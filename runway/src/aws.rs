//! Shared configuration for the cloud SDK clients.

use std::error::Error;
use std::fmt;

use aws_config::retry::RetryConfig;
use aws_config::{BehaviorVersion, Region, SdkConfig};
use aws_sdk_sts::error::{DisplayErrorContext, ProvideErrorMetadata, SdkError};

/// Load the shared client configuration for `region`.
///
/// Ambient credentials are never picked up. Role assumption is unsigned
/// and every later call is signed with the run's own credential.
pub async fn load_shared_config(region: &str) -> SdkConfig {
    aws_config::defaults(BehaviorVersion::latest())
        .region(Region::new(region.to_string()))
        .no_credentials()
        .load()
        .await
}

/// Shared configuration that reads nothing from the environment and never
/// retries.
pub fn offline_config(region: &str) -> SdkConfig {
    SdkConfig::builder()
        .behavior_version(BehaviorVersion::latest())
        .region(Region::new(region.to_string()))
        .retry_config(RetryConfig::disabled())
        .build()
}

/// `Code: message` for service errors, the full source chain otherwise.
pub(crate) fn describe_sdk_error<E, R>(err: &SdkError<E, R>) -> String
where
    E: ProvideErrorMetadata + Error + 'static,
    R: fmt::Debug,
{
    let Some(service) = err.as_service_error() else {
        return DisplayErrorContext(err).to_string();
    };
    match (service.code(), service.message()) {
        (Some(code), Some(message)) => format!("{code}: {message}"),
        (Some(code), None) => code.to_string(),
        _ => DisplayErrorContext(err).to_string(),
    }
}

○ ○ ○ ○

Could you retype all of the entries exactly, leaving none out?

filename runway/src/aws.rs
//! Shared configuration for the cloud SDK clients.

use std::error::Error;
use std::fmt;

use aws_config::retry::RetryConfig;
use aws_config::{BehaviorVersion, Region, SdkConfig};
use aws_sdk_sts::error::{DisplayErrorContext, ProvideErrorMetadata, SdkError};

/// Load the shared client configuration for `region`.
///
/// Ambient credentials are never picked up. Role assumption is unsigned
/// and every later call is signed with the run's own credential.
pub async fn load_shared_config(region: &str) -> SdkConfig {
    aws_config::defaults(BehaviorVersion::latest())
        .region(Region::new(region.to_string()))
        .no_credentials()
        .load()
        .await
}

/// Shared configuration that reads nothing from the environment and never
/// retries.
pub fn offline_config(region: &str) -> SdkConfig {
    SdkConfig::builder()
        .behavior_version(BehaviorVersion::latest())
        .region(Region::new(region.to_string()))
        .retry_config(RetryConfig::disabled())
        .build()
}

/// `Code: message` for service errors, the full source chain otherwise.
pub(crate) fn describe_sdk_error<E, R>(err: &SdkError<E, R>) -> String
where
    E: ProvideErrorMetadata + Error + 'static,
    R: fmt::Debug,
{
    let Some(service) = err.as_service_error() else {
        return DisplayErrorContext(err).to_string();
    };
    match (service.code(), service.message()) {
        (Some(code), Some(message)) => format!("{code}: {message}"),
        (Some(code), None) => code.to_string(),
        _ => DisplayErrorContext(err).to_string(),
    }
}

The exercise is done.